But Governments cant print more, or de-value btc. Time will tell if that's a good or bad thing. I'm no expert, but I'm leaning toward it being a good thing.

I think the biggest problem our financial system presents, is not that its failing, or problems of adapting to a new type of currency (btc). I think the biggest problem is our markets only work if they are expanding, driving gov policy toward population growth, and ever increasing exploitation of earths resources. I wonder if btc could somehow become part of a new system structure which was able to maintain steady state, rather than perpetual growth. Afterall, perpetual growth is impossible in a finite world, so if we don't want to bust, we need to solve this issue.
I don't personally know how btc could achieve this, but it certainly has a whole new set of possibilities which haven't been considered before.  

I dont see how anyone would think that keynesianism has been useful. And more importantly economics is supposed to be a science, so it should be correct not useful and keynesianism has been proven false again and again.

I tried having a debate with some keynesians who were claiming Bitcoin would not succed because keynesianism and they could not handle it, so I extend the offer to you. But by debate I dontmean an internet slogan-catchy phrases ridiculous back and forth, I mean an honest exchange of ideas.

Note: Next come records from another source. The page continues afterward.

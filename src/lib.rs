#![allow(clippy::doc_markdown)] // Allow technical terms like PostgreSQL, SQLx in docs
#![allow(clippy::missing_errors_doc)] // Allow public functions without # Errors sections
#![allow(clippy::must_use_candidate)] // Allow methods without must_use when context is clear

//! # Integration Stream Core
//!
//! Orchestration engine for ingesting activity data from external platforms.
//! Each platform plugs in a [`PlatformProcessor`](orchestration::PlatformProcessor);
//! this crate owns everything around it: claiming units of work, tracking their
//! state, retrying failures, pausing runs on rate limits, fanning out follow-up
//! work and handing canonical results to the data sink.
//!
//! ## Pipeline
//!
//! ```text
//! PROCESS_STREAM ──▶ StreamOrchestrator ──▶ process_stream ──┬─▶ child streams ──▶ stream queue
//!                                                            └─▶ data units ─────▶ data queue
//! PROCESS_DATA ────▶ DataTransformer ────▶ process_data ─────┬─▶ results ────────▶ data sink
//!                                                            └─▶ streams ────────▶ stream queue
//! ```
//!
//! Both stages share the execution contexts, the error taxonomy and the
//! retry/backoff policy in [`orchestration::retry_policy`].
//!
//! ## Module Organization
//!
//! - [`config`] - layered worker configuration
//! - [`constants`] - error locations, codes, queue names
//! - [`error`] - crate error type
//! - [`logging`] - structured logging setup
//! - [`models`] - integration, run, stream, data unit, result and webhook rows
//! - [`state_machine`] - unit states and transition tables
//! - [`database`] - the [`StreamStore`](database::StreamStore) contract, Postgres and in-memory stores
//! - [`cache`] - advisory processor cache
//! - [`messaging`] - queue transport, worker messages, emitters
//! - [`registry`] - platform → processor registry
//! - [`orchestration`] - stream and data stages, maintenance sweeps, worker loop
//!
//! ## Quick Start
//!
//! ```rust,no_run
//! use integration_stream::cache::MemoryCache;
//! use integration_stream::config::WorkerConfig;
//! use integration_stream::database::InMemoryStreamStore;
//! use integration_stream::messaging::{InMemoryTransport, RecordingEmitter};
//! use integration_stream::orchestration::{StreamWorker, WorkerServices};
//! use integration_stream::registry::ProcessorRegistry;
//! use std::sync::Arc;
//!
//! # async fn example() -> Result<(), Box<dyn std::error::Error>> {
//! let services = WorkerServices::with_emitter(
//!     Arc::new(InMemoryStreamStore::new()),
//!     Arc::new(RecordingEmitter::new()),
//!     Arc::new(MemoryCache::new()),
//!     Arc::new(ProcessorRegistry::new()),
//!     Arc::new(WorkerConfig::default()),
//! );
//! let worker = StreamWorker::new(services, Arc::new(InMemoryTransport::new()));
//! worker.run(async { let _ = tokio::signal::ctrl_c().await; }).await?;
//! # Ok(())
//! # }
//! ```

pub mod cache;
pub mod config;
pub mod constants;
pub mod database;
pub mod error;
pub mod logging;
pub mod messaging;
pub mod models;
pub mod orchestration;
pub mod registry;
pub mod state_machine;

pub use config::{QueueConfig, WorkerConfig};
pub use error::{IntegrationStreamError, Result};
pub use orchestration::{
    DataContext, DataTransformer, PlatformProcessor, ProcessorError, StreamContext,
    StreamOrchestrator, StreamWorker, WorkerServices,
};
pub use registry::ProcessorRegistry;
//! Crate-level error types.
//!
//! `IntegrationStreamError` is what every store, emitter and orchestration
//! component returns. Processor-facing failures live in
//! [`crate::orchestration::processor::ProcessorError`] instead, since those are
//! classified by the retry policy rather than propagated.

use crate::messaging::MessagingError;
use thiserror::Error;
use uuid::Uuid;

#[derive(Debug, Error)]
pub enum IntegrationStreamError {
    #[error("Database error: {0}")]
    DatabaseError(String),

    #[error("State transition error: {0}")]
    StateTransitionError(String),

    #[error("Orchestration error: {0}")]
    OrchestrationError(String),

    #[error("Messaging error: {0}")]
    MessagingError(String),

    #[error("Validation error: {0}")]
    ValidationError(String),

    #[error("Configuration error: {0}")]
    ConfigurationError(String),

    #[error("Contract violation [{code}]: {message}")]
    ContractViolation { code: String, message: String },

    #[error("{entity} {id} not found")]
    NotFound { entity: &'static str, id: Uuid },

    /// A state transition touched an unexpected number of rows, meaning the
    /// unit was mutated concurrently. Never swallowed.
    #[error("Expected {expected} affected row(s) updating {entity} {id}, got {actual}")]
    UnexpectedRowCount {
        entity: &'static str,
        id: Uuid,
        expected: u64,
        actual: u64,
    },
}

impl IntegrationStreamError {
    pub fn contract_violation(code: impl Into<String>, message: impl Into<String>) -> Self {
        Self::ContractViolation {
            code: code.into(),
            message: message.into(),
        }
    }

    /// Whether the error indicates a defect that must reach the transport so
    /// its redelivery/DLQ policy takes over.
    pub fn is_fatal(&self) -> bool {
        matches!(
            self,
            Self::UnexpectedRowCount { .. }
                | Self::DatabaseError(_)
                | Self::StateTransitionError(_)
        )
    }
}

impl From<sqlx::Error> for IntegrationStreamError {
    fn from(err: sqlx::Error) -> Self {
        IntegrationStreamError::DatabaseError(err.to_string())
    }
}

impl From<serde_json::Error> for IntegrationStreamError {
    fn from(error: serde_json::Error) -> Self {
        IntegrationStreamError::ValidationError(format!("JSON serialization error: {error}"))
    }
}

impl From<MessagingError> for IntegrationStreamError {
    fn from(error: MessagingError) -> Self {
        IntegrationStreamError::MessagingError(error.to_string())
    }
}

impl From<crate::state_machine::StateMachineError> for IntegrationStreamError {
    fn from(error: crate::state_machine::StateMachineError) -> Self {
        IntegrationStreamError::StateTransitionError(error.to_string())
    }
}

impl From<config::ConfigError> for IntegrationStreamError {
    fn from(error: config::ConfigError) -> Self {
        IntegrationStreamError::ConfigurationError(error.to_string())
    }
}

pub type Result<T> = std::result::Result<T, IntegrationStreamError>;

/// Verify that a single-row state transition affected exactly `expected` rows.
pub fn check_update_row_count(
    entity: &'static str,
    id: Uuid,
    actual: u64,
    expected: u64,
) -> Result<()> {
    if actual != expected {
        return Err(IntegrationStreamError::UnexpectedRowCount {
            entity,
            id,
            expected,
            actual,
        });
    }
    Ok(())
}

Honest exchange of ideas? Sounds fine, thanks for the offer. Who knows, we might even find we agree on some things.
Firstly, I dont believe Keynesian economics has all the answers, so I certainly wouldn't label myself a keynesian. And I do believe btc can succeed, and I hope it does.
But spending gov money to stimulate the economy, I suggest can be useful at times?
Economics is a science, like weather forecasting is a science. There are so many shifting variables, including human behavior, so our scientific inquiry has limits. Perhaps it is fairer to say that economics is part science, part art?

If you have an economics model which is not just useful, but fully scientifically correct. Then plz do tell us about it?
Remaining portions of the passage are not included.